→ Exercise brief
Once the lines below holding the string "PeakAcceleration" are counted, give that number alone.

[Recorded data]
★ ★ ★ ★ ★ ★ ★
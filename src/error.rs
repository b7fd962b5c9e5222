//! Error types for the worldlife pipeline.
//!
//! Uses `thiserror` for the library error type. Only loading and configuration can
//! fail; cleaning and aggregation steps are infallible set updates.

use crate::models::Field;

/// Top-level error type for the pipeline library.
#[derive(Debug, thiserror::Error)]
pub enum PipelineError {
    #[error("IO error: {0}")]
    Io(#[from] std::io::Error),

    #[error("CSV error: {0}")]
    Csv(#[from] csv::Error),

    #[error("row {row}: cannot convert {value:?} in column {field} to a number")]
    TypeConversion {
        row: u64,
        field: Field,
        value: String,
    },

    #[error("required column missing from input: {0}")]
    MissingColumn(&'static str),

    #[error("unknown field: {0}")]
    UnknownField(String),

    #[error("field {0} is not numeric")]
    NonNumericField(Field),

    #[error("configuration error: {0}")]
    Config(#[from] Box<figment::Error>),
}

pub type Result<T, E = PipelineError> = std::result::Result<T, E>;
//! Pipeline configuration.
//!
//! Uses `figment` for layered configuration: defaults -> TOML file -> environment.
//! Environment keys use the `WORLDLIFE_` prefix with `__` for nesting, e.g.
//! `WORLDLIFE_MISSING_VALUES=drop_incomplete` or `WORLDLIFE_WEIGHTS__GDP=0.25`.

use std::path::Path;

use figment::{
    providers::{Env, Format, Serialized, Toml},
    Figment,
};
use serde::{Deserialize, Serialize};

use crate::error::Result;

/// What the cleaner does with rows whose life expectancy is missing.
/// Imputing and deleting are alternatives; a run uses exactly one.
#[derive(Debug, Clone, Copy, PartialEq, Eq, Default, Serialize, Deserialize)]
#[serde(rename_all = "snake_case")]
pub enum MissingValuePolicy {
    /// Fill with the dataset-wide mean.
    #[default]
    ImputeMean,
    /// Delete rows missing life expectancy or GDP.
    DropIncomplete,
    /// Only fill values bracketed by both adjacent years.
    InterpolateOnly,
}

#[derive(Debug, Clone, Copy, PartialEq, Eq, Default, Serialize, Deserialize)]
#[serde(rename_all = "snake_case")]
pub enum NegativeValuePolicy {
    /// List offending rows, change nothing.
    #[default]
    Report,
    /// List offending rows and clear the negative values.
    Nullify,
}

/// Weights of the composite country score.
#[derive(Debug, Clone, Copy, PartialEq, Serialize, Deserialize)]
pub struct CompositeWeights {
    pub life_expectancy: f64,
    pub gdp: f64,
    pub schooling: f64,
    pub immunization: f64,
}

impl Default for CompositeWeights {
    fn default() -> Self {
        Self {
            life_expectancy: 0.4,
            gdp: 0.3,
            schooling: 0.2,
            immunization: 0.1,
        }
    }
}

#[derive(Debug, Clone, PartialEq, Serialize, Deserialize)]
#[serde(default)]
pub struct PipelineConfig {
    pub missing_values: MissingValuePolicy,
    pub negative_values: NegativeValuePolicy,
    /// Row limit of the top-n-by-year view.
    pub top_n: usize,
    pub weights: CompositeWeights,
}

impl Default for PipelineConfig {
    fn default() -> Self {
        Self {
            missing_values: MissingValuePolicy::default(),
            negative_values: NegativeValuePolicy::default(),
            top_n: 10,
            weights: CompositeWeights::default(),
        }
    }
}

impl PipelineConfig {
    pub fn figment(file: Option<&Path>) -> Figment {
        let mut figment = Figment::from(Serialized::defaults(PipelineConfig::default()));
        if let Some(path) = file {
            figment = figment.merge(Toml::file(path));
        }
        figment.merge(Env::prefixed("WORLDLIFE_").split("__"))
    }

    pub fn load(file: Option<&Path>) -> Result<Self> {
        let config = Self::figment(file).extract().map_err(Box::new)?;
        Ok(config)
    }
}
#[cfg(test)]
mod tests {
    use super::*;

    fn row(country: &str, year: i32, le: Option<f64>) -> LifeExpectancyRecord {
        LifeExpectancyRecord {
            life_expectancy: le,
            gdp: Some(100.0),
            ..LifeExpectancyRecord::new(country, year)
        }
    }

    fn with_status(mut record: LifeExpectancyRecord, status: Status) -> LifeExpectancyRecord {
        record.status = status;
        record
    }

    #[test]
    fn interpolates_between_adjacent_years() {
        let mut table = Table::from_records(vec![
            row("United States", 2000, Some(70.0)),
            row("United States", 2001, None),
            row("United States", 2002, Some(74.0)),
        ]);

        assert_eq!(interpolate_life_expectancy(&mut table), 1);
        assert_eq!(table.records()[1].life_expectancy, Some(72.0));
    }

    #[test]
    fn interpolation_needs_both_neighbours_and_does_not_chain() {
        let mut table = Table::from_records(vec![
            row("Peru", 2000, Some(70.0)),
            row("Peru", 2001, None),
            row("Peru", 2002, None),
            row("Peru", 2003, Some(73.0)),
            row("Chile", 2005, None),
            row("Chile", 2006, Some(75.0)),
        ]);

        assert_eq!(interpolate_life_expectancy(&mut table), 0);
        assert!(table.records().iter().filter(|r| r.life_expectancy.is_none()).count() == 3);
    }

    #[test]
    fn interpolated_value_is_rounded_to_one_decimal() {
        let mut table = Table::from_records(vec![
            row("Chad", 2010, Some(50.0)),
            row("Chad", 2011, None),
            row("Chad", 2012, Some(50.5)),
        ]);
        interpolate_life_expectancy(&mut table);
        assert_eq!(table.records()[1].life_expectancy, Some(50.3));
    }

    #[test]
    fn mean_imputation_uses_the_pre_update_mean() {
        let mut table = Table::from_records(vec![
            row("Chad", 2010, Some(50.0)),
            row("Chad", 2011, None),
            row("Peru", 2010, Some(70.0)),
            row("Peru", 2011, None),
        ]);

        assert_eq!(impute_life_expectancy_mean(&mut table), 2);
        assert_eq!(table.records()[1].life_expectancy, Some(60.0));
        assert_eq!(table.records()[3].life_expectancy, Some(60.0));
    }

    #[test]
    fn mean_imputation_without_known_values_is_a_noop() {
        let mut table = Table::from_records(vec![row("Chad", 2010, None)]);
        assert_eq!(impute_life_expectancy_mean(&mut table), 0);
        assert_eq!(table.records()[0].life_expectancy, None);
    }

    #[test]
    fn drop_incomplete_removes_rows_missing_le_or_gdp() {
        let mut no_gdp = row("Peru", 2010, Some(70.0));
        no_gdp.gdp = None;
        let mut table = Table::from_records(vec![
            row("Chad", 2010, Some(50.0)),
            row("Chad", 2011, None),
            no_gdp,
        ]);

        assert_eq!(drop_incomplete_rows(&mut table), 2);
        assert_eq!(table.len(), 1);
        assert_eq!(table.records()[0].country, "Chad");
    }

    #[test]
    fn duplicates_keep_the_lowest_row_id() {
        let mut table = Table::from_records(vec![
            row("Chad", 2010, Some(50.0)),
            row("Chad", 2010, Some(51.0)),
            row("Peru", 2010, Some(70.0)),
            row("Chad", 2010, Some(52.0)),
        ]);

        assert_eq!(remove_duplicates(&mut table), 2);
        let ids: Vec<u64> = table.records().iter().map(|r| r.row_id).collect();
        assert_eq!(ids, vec![1, 3]);
        assert_eq!(table.records()[0].life_expectancy, Some(50.0));
        assert!(table.key_index().values().all(|positions| positions.len() == 1));
    }

    #[test]
    fn backfill_copies_the_known_status() {
        let mut table = Table::from_records(vec![
            with_status(row("Chad", 2010, None), Status::Developing),
            row("Chad", 2011, None),
            row("Peru", 2011, None),
        ]);

        assert_eq!(backfill_status(&mut table), 1);
        assert_eq!(table.records()[1].status, Status::Developing);
        assert_eq!(table.records()[2].status, Status::Unknown);
    }

    #[test]
    fn backfill_conflicts_resolve_by_majority_then_earliest_year() {
        let mut table = Table::from_records(vec![
            with_status(row("Chile", 2000, None), Status::Developed),
            with_status(row("Chile", 2001, None), Status::Developing),
            with_status(row("Chile", 2002, None), Status::Developing),
            row("Chile", 2003, None),
            with_status(row("Greece", 2001, None), Status::Developing),
            with_status(row("Greece", 2000, None), Status::Developed),
            row("Greece", 2002, None),
        ]);

        assert_eq!(backfill_status(&mut table), 2);
        assert_eq!(table.records()[3].status, Status::Developing);
        assert_eq!(table.records()[6].status, Status::Developed);
        // known values are never rewritten
        assert_eq!(table.records()[0].status, Status::Developed);
    }

    #[test]
    fn negative_audit_lists_offending_fields() {
        let mut bad = row("Chad", 2010, Some(50.0));
        bad.adult_mortality = Some(-3);
        bad.under_five_deaths = Some(-1);
        let mut table = Table::from_records(vec![row("Peru", 2010, Some(70.0)), bad]);

        let findings = negative_values(&table);
        assert_eq!(
            findings,
            vec![NegativeFinding {
                row_id: 2,
                country: "Chad".to_owned(),
                year: 2010,
                fields: vec![Field::AdultMortality, Field::UnderFiveDeaths],
            }]
        );
        // detection alone changes nothing
        assert_eq!(table.records()[1].adult_mortality, Some(-3));

        assert_eq!(nullify_negative_values(&mut table), 2);
        assert!(negative_values(&table).is_empty());
    }

    #[test]
    fn full_run_is_idempotent() {
        let mut table = Table::from_records(vec![
            with_status(row("Chad", 2010, Some(50.0)), Status::Developing),
            row("Chad", 2011, None),
            row("Chad", 2012, Some(52.0)),
            row("Chad", 2012, Some(53.0)),
            row("Peru", 2010, None),
        ]);
        let cleaner = Cleaner::with_policies(MissingValuePolicy::InterpolateOnly, NegativeValuePolicy::Report);

        let first = cleaner.run(&mut table);
        assert_eq!(first.duplicates_removed, 1);
        assert_eq!(first.statuses_filled, 2);
        assert_eq!(first.interpolated, 1);
        let after_first = table.clone();

        let second = cleaner.run(&mut table);
        assert_eq!(second.changes(), 0);
        assert_eq!(table, after_first);
    }

    #[test]
    fn drop_policy_does_not_impute() {
        let mut table = Table::from_records(vec![row("Chad", 2010, Some(50.0)), row("Chad", 2011, None)]);
        let report = Cleaner::with_policies(MissingValuePolicy::DropIncomplete, NegativeValuePolicy::Report)
            .run(&mut table);

        assert_eq!(report.dropped, 1);
        assert_eq!(report.imputed, 0);
        assert_eq!(table.len(), 1);
    }
}
use itertools::{Itertools, izip};
use log::debug;
use serde::{Deserialize, Serialize};

use super::derivative::{Abscissa, DerivativeMethod, derivative};
use super::heading::{continuous_heading, curvature};
use super::outliers::{ACCELERATION_THRESHOLD_G, remove_outliers};
use crate::PitwallError;
use crate::telemetry::TelemetryTable;

pub const STANDARD_GRAVITY_MPS2: f64 = 9.81;
const DEFAULT_DECIMALS: u8 = 2;

#[derive(Serialize, Deserialize, Debug, Clone, PartialEq)]
#[serde(default)]
pub struct AccelerationConfig {
    pub method: DerivativeMethod,
    /// Magnitudes above this, in g, are replaced by the previous sample
    pub outlier_threshold_g: f64,
    pub gravity_mps2: f64,
    /// Decimal places kept before outlier clamping
    pub decimals: u8,
}

impl Default for AccelerationConfig {
    fn default() -> Self {
        Self {
            method: DerivativeMethod::default(),
            outlier_threshold_g: ACCELERATION_THRESHOLD_G,
            gravity_mps2: STANDARD_GRAVITY_MPS2,
            decimals: DEFAULT_DECIMALS,
        }
    }
}

/// Longitudinal and lateral acceleration traces for a lap, in g.
#[derive(Clone, Debug, Default, PartialEq, Serialize, Deserialize)]
pub struct Accelerations {
    pub longitudinal_g: Vec<f64>,
    pub lateral_g: Vec<f64>,
}

/// One output row, keyed by distance so traces from different laps line up
#[derive(Clone, Copy, Debug, PartialEq, Serialize, Deserialize)]
pub struct AccelerationSample {
    pub distance_m: f64,
    pub longitudinal_g: f64,
    pub lateral_g: f64,
}

#[derive(Clone, Copy, Debug, PartialEq, Serialize, Deserialize)]
pub struct PeakAcceleration {
    pub g: f64,
    pub distance_m: f64,
}

#[derive(Clone, Copy, Debug, PartialEq, Serialize, Deserialize)]
pub struct AccelerationSummary {
    /// Most negative longitudinal value
    pub peak_braking: PeakAcceleration,
    /// Most positive longitudinal value
    pub peak_traction: PeakAcceleration,
    /// Largest lateral magnitude, sign preserved
    pub peak_lateral: PeakAcceleration,
}

impl Accelerations {
    pub fn len(&self) -> usize {
        self.longitudinal_g.len()
    }

    pub fn is_empty(&self) -> bool {
        self.longitudinal_g.is_empty()
    }

    pub fn samples(&self, distance: &[f64]) -> Vec<AccelerationSample> {
        izip!(distance, &self.longitudinal_g, &self.lateral_g)
            .map(|(distance_m, longitudinal_g, lateral_g)| AccelerationSample {
                distance_m: *distance_m,
                longitudinal_g: *longitudinal_g,
                lateral_g: *lateral_g,
            })
            .collect()
    }

    /// Peak values of the lap, `None` if the traces are empty or `distance` is too short
    pub fn summarize(&self, distance: &[f64]) -> Option<AccelerationSummary> {
        let (braking_idx, traction_idx) = self
            .longitudinal_g
            .iter()
            .position_minmax_by(|a, b| a.total_cmp(b))
            .into_option()?;
        let lateral_idx = self
            .lateral_g
            .iter()
            .position_max_by(|a, b| a.abs().total_cmp(&b.abs()))?;

        let peak = |values: &[f64], idx: usize| -> Option<PeakAcceleration> {
            Some(PeakAcceleration {
                g: *values.get(idx)?,
                distance_m: *distance.get(idx)?,
            })
        };

        Some(AccelerationSummary {
            peak_braking: peak(&self.longitudinal_g, braking_idx)?,
            peak_traction: peak(&self.longitudinal_g, traction_idx)?,
            peak_lateral: peak(&self.lateral_g, lateral_idx)?,
        })
    }
}

/// Rounds half to even, the way numpy-based session tooling reports values
fn round_to(value: f64, decimals: u8) -> f64 {
    let scale = 10f64.powi(i32::from(decimals));
    (value * scale).round_ties_even() / scale
}

pub fn compute_accelerations(telemetry: &TelemetryTable) -> Result<Accelerations, PitwallError> {
    compute_accelerations_with(telemetry, &AccelerationConfig::default())
}

/// Derives longitudinal (dv/dt) and lateral (v² · κ) acceleration from a lap.
///
/// Values are rounded before the outlier pass, so the threshold applies to
/// what the caller will actually see.
pub fn compute_accelerations_with(
    telemetry: &TelemetryTable,
    config: &AccelerationConfig,
) -> Result<Accelerations, PitwallError> {
    debug!(
        "Computing accelerations over {} samples using {:?} differentiation",
        telemetry.len(),
        config.method
    );
    let speed = telemetry.speed_mps();

    let dvdt = derivative(Abscissa::Elapsed(telemetry.time()), &speed, config.method)?;
    let longitudinal = dvdt
        .iter()
        .map(|a| round_to(a / config.gravity_mps2, config.decimals))
        .collect();

    let distance = Abscissa::Scalar(telemetry.distance());
    let dx = derivative(distance, telemetry.x(), config.method)?;
    let dy = derivative(distance, telemetry.y(), config.method)?;
    let theta = continuous_heading(&dx, &dy)?;
    let kappa = curvature(telemetry.distance(), &theta, config.method)?;
    let lateral = speed
        .iter()
        .zip(kappa.iter())
        .map(|(v, k)| round_to(v * v * k / config.gravity_mps2, config.decimals))
        .collect();

    Ok(Accelerations {
        longitudinal_g: remove_outliers(longitudinal, config.outlier_threshold_g),
        lateral_g: remove_outliers(lateral, config.outlier_threshold_g),
    })
}
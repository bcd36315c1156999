use std::f64::consts::{PI, TAU};

use super::derivative::{Abscissa, DerivativeMethod, derivative};
use crate::PitwallError;

/// An angle folded into `(-π, π]` together with the whole turns removed from it.
#[derive(Clone, Copy, Debug, PartialEq)]
pub struct WrappedAngle {
    /// Radians, within `(-π, π]`
    pub angle: f64,
    /// Full 2π revolutions folded away, `input = angle + 2π * revolutions`
    pub revolutions: i64,
}

/// Folds any angle in radians into `(-π, π]`.
///
/// Non-finite input is returned unchanged with no revolutions.
pub fn wrap_to_pi(angle: f64) -> WrappedAngle {
    if !angle.is_finite() {
        return WrappedAngle {
            angle,
            revolutions: 0,
        };
    }

    let mut revolutions = ((angle - PI) / TAU).ceil();
    let mut wrapped = angle - revolutions * TAU;
    // rounding in the subtraction can land a hair outside the range
    if wrapped > PI {
        wrapped -= TAU;
        revolutions += 1.;
    } else if wrapped <= -PI {
        wrapped += TAU;
        revolutions -= 1.;
    }

    WrappedAngle {
        angle: wrapped,
        revolutions: revolutions as i64,
    }
}

/// Builds a continuous heading from the direction of travel `(dx, dy)`.
///
/// Each step adds the shortest signed turn from the previous heading, so the
/// output never jumps by 2π when `atan2` wraps. It may grow past ±π as laps
/// accumulate revolutions.
pub fn continuous_heading(dx: &[f64], dy: &[f64]) -> Result<Vec<f64>, PitwallError> {
    if dx.len() != dy.len() {
        return Err(PitwallError::MismatchedLengths {
            expected: dx.len(),
            actual: dy.len(),
        });
    }

    let mut theta: Vec<f64> = Vec::with_capacity(dx.len());
    for (x, y) in dx.iter().zip(dy.iter()) {
        let raw = y.atan2(*x);
        let next = match theta.last() {
            Some(prev) => prev + wrap_to_pi(raw - prev).angle,
            None => raw,
        };
        theta.push(next);
    }
    Ok(theta)
}

/// Rate of heading change per unit distance.
pub fn curvature(
    distance: &[f64],
    theta: &[f64],
    method: DerivativeMethod,
) -> Result<Vec<f64>, PitwallError> {
    derivative(Abscissa::Scalar(distance), theta, method)
}
pub mod loader;

use std::time::Duration;

use serde::{Deserialize, Serialize};
use uom::si::f64::Velocity;
use uom::si::velocity::{kilometer_per_hour, meter_per_second};

use crate::PitwallError;

pub use loader::load_telemetry_jsonl;

/// A single row of lap telemetry as exported by the session provider.
#[derive(Clone, Debug, Serialize, Deserialize, PartialEq)]
pub struct TelemetrySample {
    /// Elapsed time, seconds
    #[serde(rename = "Time")]
    pub time_s: f64,
    /// Cumulative distance traveled, meters
    #[serde(rename = "Distance")]
    pub distance_m: f64,
    #[serde(rename = "X")]
    pub x: f64,
    #[serde(rename = "Y")]
    pub y: f64,
    /// Speed, km/h
    #[serde(rename = "Speed")]
    pub speed_kph: f64,
}

/// Column-oriented lap telemetry. All columns always have the same length.
#[derive(Clone, Debug, Default, PartialEq)]
pub struct TelemetryTable {
    time: Vec<Duration>,
    distance: Vec<f64>,
    x: Vec<f64>,
    y: Vec<f64>,
    speed_kph: Vec<f64>,
}

impl TelemetryTable {
    pub fn from_columns(
        time: Vec<Duration>,
        distance: Vec<f64>,
        x: Vec<f64>,
        y: Vec<f64>,
        speed_kph: Vec<f64>,
    ) -> Result<Self, PitwallError> {
        let expected = time.len();
        for (column, actual) in [
            ("Distance", distance.len()),
            ("X", x.len()),
            ("Y", y.len()),
            ("Speed", speed_kph.len()),
        ] {
            if actual != expected {
                return Err(PitwallError::MismatchedColumns {
                    column: column.to_string(),
                    expected,
                    actual,
                });
            }
        }

        Ok(Self {
            time,
            distance,
            x,
            y,
            speed_kph,
        })
    }

    /// Builds the table from rows, rejecting timestamps that cannot be an elapsed duration.
    pub fn from_samples(samples: &[TelemetrySample]) -> Result<Self, PitwallError> {
        let mut table = Self {
            time: Vec::with_capacity(samples.len()),
            distance: Vec::with_capacity(samples.len()),
            x: Vec::with_capacity(samples.len()),
            y: Vec::with_capacity(samples.len()),
            speed_kph: Vec::with_capacity(samples.len()),
        };

        for (index, sample) in samples.iter().enumerate() {
            let time = Duration::try_from_secs_f64(sample.time_s).map_err(|e| {
                PitwallError::InvalidSample {
                    index,
                    reason: format!("Time {} is not a valid duration: {}", sample.time_s, e),
                }
            })?;
            table.time.push(time);
            table.distance.push(sample.distance_m);
            table.x.push(sample.x);
            table.y.push(sample.y);
            table.speed_kph.push(sample.speed_kph);
        }

        Ok(table)
    }

    pub fn len(&self) -> usize {
        self.time.len()
    }

    pub fn is_empty(&self) -> bool {
        self.time.is_empty()
    }

    pub fn time(&self) -> &[Duration] {
        &self.time
    }

    pub fn distance(&self) -> &[f64] {
        &self.distance
    }

    pub fn x(&self) -> &[f64] {
        &self.x
    }

    pub fn y(&self) -> &[f64] {
        &self.y
    }

    pub fn speed_kph(&self) -> &[f64] {
        &self.speed_kph
    }

    /// Speed column converted to m/s
    pub fn speed_mps(&self) -> Vec<f64> {
        self.speed_kph
            .iter()
            .map(|kph| Velocity::new::<kilometer_per_hour>(*kph).get::<meter_per_second>())
            .collect()
    }
}
use std::fs::File;
use std::path::{Path, PathBuf};

use log::warn;
use serde::{Deserialize, Serialize};

use crate::PitwallError;
use crate::analysis::AccelerationConfig;

const APP_DIR_NAME: &str = "pitwall";
const CONFIG_FILE_NAME: &str = "config.json";

#[derive(Serialize, Deserialize, Debug, Clone, Default, PartialEq)]
#[serde(default)]
pub struct AnalysisConfig {
    pub acceleration: AccelerationConfig,
}

impl AnalysisConfig {
    fn local_path() -> Option<PathBuf> {
        Some(
            dirs::config_dir()?
                .join(APP_DIR_NAME)
                .join(CONFIG_FILE_NAME),
        )
    }

    /// Loads the user's saved config, if there is one and it parses.
    pub fn from_local_file() -> Option<Self> {
        let config_path = Self::local_path()?;

        if !config_path.exists() {
            return None;
        }
        Self::load_from(&config_path)
            .map_err(|e| warn!("Ignoring config file {:?}: {}", config_path, e))
            .ok()
    }

    pub fn load_from(path: &Path) -> Result<Self, PitwallError> {
        let file = File::open(path).map_err(|e| PitwallError::ConfigIOError { source: e })?;
        serde_json::from_reader(file).map_err(|e| PitwallError::ConfigSerializeError { source: e })
    }

    pub fn save(&self) -> Result<(), PitwallError> {
        let config_path = Self::local_path().ok_or(PitwallError::NoConfigDir)?;
        self.save_to(&config_path)
    }

    pub fn save_to(&self, path: &Path) -> Result<(), PitwallError> {
        if let Some(parent) = path.parent() {
            std::fs::create_dir_all(parent)
                .map_err(|e| PitwallError::ConfigIOError { source: e })?;
        }

        let file = File::create(path).map_err(|e| PitwallError::ConfigIOError { source: e })?;
        serde_json::to_writer_pretty(file, self)
            .map_err(|e| PitwallError::ConfigSerializeError { source: e })
    }
}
★ ★ ★ ★ ★ ★ ★
→ Answer section
6